-- RECORDS PROVIDED follows --

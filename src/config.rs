//! Construction options
//!
//! [`PagerOptions`] mirrors the JS options object field for field and is
//! deserialized with serde. [`PagerOptions::validate`] turns it into a
//! [`PagerConfig`], failing before any UI is touched.

use serde::{Deserialize, Deserializer};

use crate::error::{PagerError, Result};
use crate::pages::{PageRef, PageSource};

/// Cookie and history parameter name used when none is configured.
pub const DEFAULT_KEY: &str = "p";

/// Cookie lifetime used when none is configured.
pub const DEFAULT_COOKIE_DAYS: u32 = 365;

/// Which buttons the pager renders.
#[derive(Debug, Clone, Copy, PartialEq, Eq, Default, Deserialize)]
#[serde(rename_all = "lowercase")]
pub enum ControlSet {
    /// Previous and next.
    #[default]
    Minimal,
    /// First, previous, next and last.
    Full,
}

/// How conditional fragments reach their companion tab.
#[derive(Debug, Clone, Copy, PartialEq, Eq, Default, Deserialize)]
#[serde(rename_all = "lowercase")]
pub enum FragmentTransfer {
    /// Serialize the fragment's markup and parse it into the companion body.
    #[default]
    Copy,
    /// Move the fragment's child nodes into the companion body.
    Move,
}

/// Button glyphs.
#[derive(Debug, Clone, Copy, PartialEq, Eq, Default, Deserialize)]
#[serde(rename_all = "lowercase")]
pub enum GlyphSet {
    /// Solid triangles.
    #[default]
    Triangles,
    /// Plain ASCII, for platforms without the triangle glyphs.
    Ascii,
}

/// Address bar strategy.
#[derive(Debug, Clone, PartialEq, Eq)]
pub enum HistoryStrategy {
    /// Leave the address alone.
    None,
    /// Push a history entry carrying `?{param}={page}`.
    PushQuery { param: String },
}

/// Cookie persistence settings.
#[derive(Debug, Clone, PartialEq, Eq)]
pub struct CookieConfig {
    pub name: String,
    pub days: u32,
}

/// Raw `maxPage`: JS callers pass numbers or digit strings.
#[derive(Debug, Clone, PartialEq, Deserialize)]
#[serde(untagged)]
pub enum RawCount {
    Number(f64),
    Text(String),
}

/// Raw `startPage`.
#[derive(Debug, Clone, PartialEq, Deserialize)]
#[serde(untagged)]
pub enum RawPageRef {
    Number(f64),
    Text(String),
}

impl From<RawPageRef> for PageRef {
    fn from(raw: RawPageRef) -> Self {
        match raw {
            RawPageRef::Number(n) => PageRef::from_number(n),
            RawPageRef::Text(text) => PageRef::from(text),
        }
    }
}

/// Raw `cookieName`: a name, or a boolean switch.
#[derive(Debug, Clone, PartialEq, Eq, Deserialize)]
#[serde(untagged)]
pub enum RawKey {
    Flag(bool),
    Name(String),
}

/// Options object as passed by the host page.
#[derive(Debug, Clone, Default, Deserialize)]
#[serde(rename_all = "camelCase", default)]
pub struct PagerOptions {
    pub toc: Option<Vec<String>>,
    pub max_page: Option<RawCount>,
    pub start_page: Option<RawPageRef>,
    #[serde(alias = "subfolder", alias = "basePath")]
    pub path: Option<String>,
    /// Absent: default name. `null`, `false` or `""`: persistence off.
    #[serde(alias = "persistenceKey", deserialize_with = "nullable")]
    pub cookie_name: Option<Option<RawKey>>,
    pub cookie_days: Option<u32>,
    pub push_history: Option<bool>,
    pub history_param: Option<String>,
    pub controls: ControlSet,
    pub transfer: FragmentTransfer,
    pub glyphs: GlyphSet,
    /// Absent: on.
    pub resume: Option<bool>,
}

/// Distinguish an explicit `null` from a missing field.
fn nullable<'de, D, T>(deserializer: D) -> std::result::Result<Option<Option<T>>, D::Error>
where
    D: Deserializer<'de>,
    T: Deserialize<'de>,
{
    Option::<T>::deserialize(deserializer).map(Some)
}

impl PagerOptions {
    /// Read options from a JSON document.
    pub fn from_json(json: &str) -> Result<Self> {
        Ok(serde_json::from_str(json)?)
    }

    /// Check the options and produce a config.
    pub fn validate(self) -> Result<PagerConfig> {
        let source = match (self.toc, self.max_page) {
            (Some(_), Some(_)) => return Err(PagerError::AmbiguousPageSource),
            (Some(toc), None) if toc.is_empty() => return Err(PagerError::EmptyTableOfContents),
            (Some(toc), None) => PageSource::Toc(toc),
            (None, Some(count)) => PageSource::Count(parse_count(&count)?),
            (None, None) => return Err(PagerError::MissingPageSource),
        };

        let cookie = match self.cookie_name {
            None | Some(Some(RawKey::Flag(true))) => Some(DEFAULT_KEY.to_string()),
            Some(None) | Some(Some(RawKey::Flag(false))) => None,
            Some(Some(RawKey::Name(name))) if name.is_empty() => None,
            Some(Some(RawKey::Name(name))) => Some(name),
        }
        .map(|name| CookieConfig {
            name,
            days: self.cookie_days.unwrap_or(DEFAULT_COOKIE_DAYS),
        });

        let history = if self.push_history.unwrap_or(true) {
            HistoryStrategy::PushQuery {
                param: self
                    .history_param
                    .filter(|p| !p.is_empty())
                    .unwrap_or_else(|| DEFAULT_KEY.to_string()),
            }
        } else {
            HistoryStrategy::None
        };

        Ok(PagerConfig {
            source,
            start_page: self.start_page.map(PageRef::from),
            base_path: self.path.unwrap_or_default(),
            cookie,
            history,
            controls: self.controls,
            transfer: self.transfer,
            glyphs: self.glyphs,
            resume: self.resume.unwrap_or(true),
        })
    }
}

fn parse_count(raw: &RawCount) -> Result<u32> {
    let invalid = |value: String| PagerError::InvalidMaxPage { value };
    let count = match raw {
        RawCount::Number(n) => {
            if !(n.is_finite() && n.fract() == 0.0 && *n >= 1.0 && *n <= f64::from(u32::MAX)) {
                return Err(invalid(n.to_string()));
            }
            *n as u32
        }
        RawCount::Text(text) => match PageRef::parse(text) {
            PageRef::Index(n) => u32::try_from(n).map_err(|_| invalid(text.clone()))?,
            PageRef::Name(_) => return Err(invalid(text.clone())),
        },
    };
    if count == 0 {
        return Err(invalid("0".to_string()));
    }
    Ok(count)
}

/// Validated configuration.
#[derive(Debug, Clone, PartialEq, Eq)]
pub struct PagerConfig {
    pub source: PageSource,
    /// Unresolvable start pages fall back to page 1.
    pub start_page: Option<PageRef>,
    pub base_path: String,
    pub cookie: Option<CookieConfig>,
    pub history: HistoryStrategy,
    pub controls: ControlSet,
    pub transfer: FragmentTransfer,
    pub glyphs: GlyphSet,
    /// Resume from the address bar, then the cookie, when no start page is set.
    pub resume: bool,
}

impl PagerConfig {
    fn with_source(source: PageSource) -> Self {
        Self {
            source,
            start_page: None,
            base_path: String::new(),
            cookie: Some(CookieConfig {
                name: DEFAULT_KEY.to_string(),
                days: DEFAULT_COOKIE_DAYS,
            }),
            history: HistoryStrategy::PushQuery {
                param: DEFAULT_KEY.to_string(),
            },
            controls: ControlSet::default(),
            transfer: FragmentTransfer::default(),
            glyphs: GlyphSet::default(),
            resume: true,
        }
    }

    /// Named pages.
    pub fn from_toc<I, S>(toc: I) -> Result<Self>
    where
        I: IntoIterator<Item = S>,
        S: Into<String>,
    {
        let toc: Vec<String> = toc.into_iter().map(Into::into).collect();
        if toc.is_empty() {
            return Err(PagerError::EmptyTableOfContents);
        }
        Ok(Self::with_source(PageSource::Toc(toc)))
    }

    /// Numbered pages.
    pub fn from_max_page(max_page: u32) -> Result<Self> {
        if max_page == 0 {
            return Err(PagerError::InvalidMaxPage {
                value: "0".to_string(),
            });
        }
        Ok(Self::with_source(PageSource::Count(max_page)))
    }

    pub fn start_page(mut self, page: impl Into<PageRef>) -> Self {
        self.start_page = Some(page.into());
        self
    }

    pub fn base_path(mut self, path: impl Into<String>) -> Self {
        self.base_path = path.into();
        self
    }

    pub fn cookie(mut self, cookie: Option<CookieConfig>) -> Self {
        self.cookie = cookie;
        self
    }

    pub fn history(mut self, history: HistoryStrategy) -> Self {
        self.history = history;
        self
    }

    pub fn controls(mut self, controls: ControlSet) -> Self {
        self.controls = controls;
        self
    }

    pub fn transfer(mut self, transfer: FragmentTransfer) -> Self {
        self.transfer = transfer;
        self
    }
}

-- RECORDS PROVIDED concluded --

* EXERCISE INSTRUCTIONS
Using the listing above, pick out each line that contains the word "HistoryStrategy", then copy it.

* YOUR RESPONSE
pub enum HistoryStrategy {
            HistoryStrategy::PushQuery {
            HistoryStrategy::None
    pub history: HistoryStrategy,
            history: HistoryStrategy::PushQuery {
    pub fn history(mut self, history: HistoryStrategy) -> Self {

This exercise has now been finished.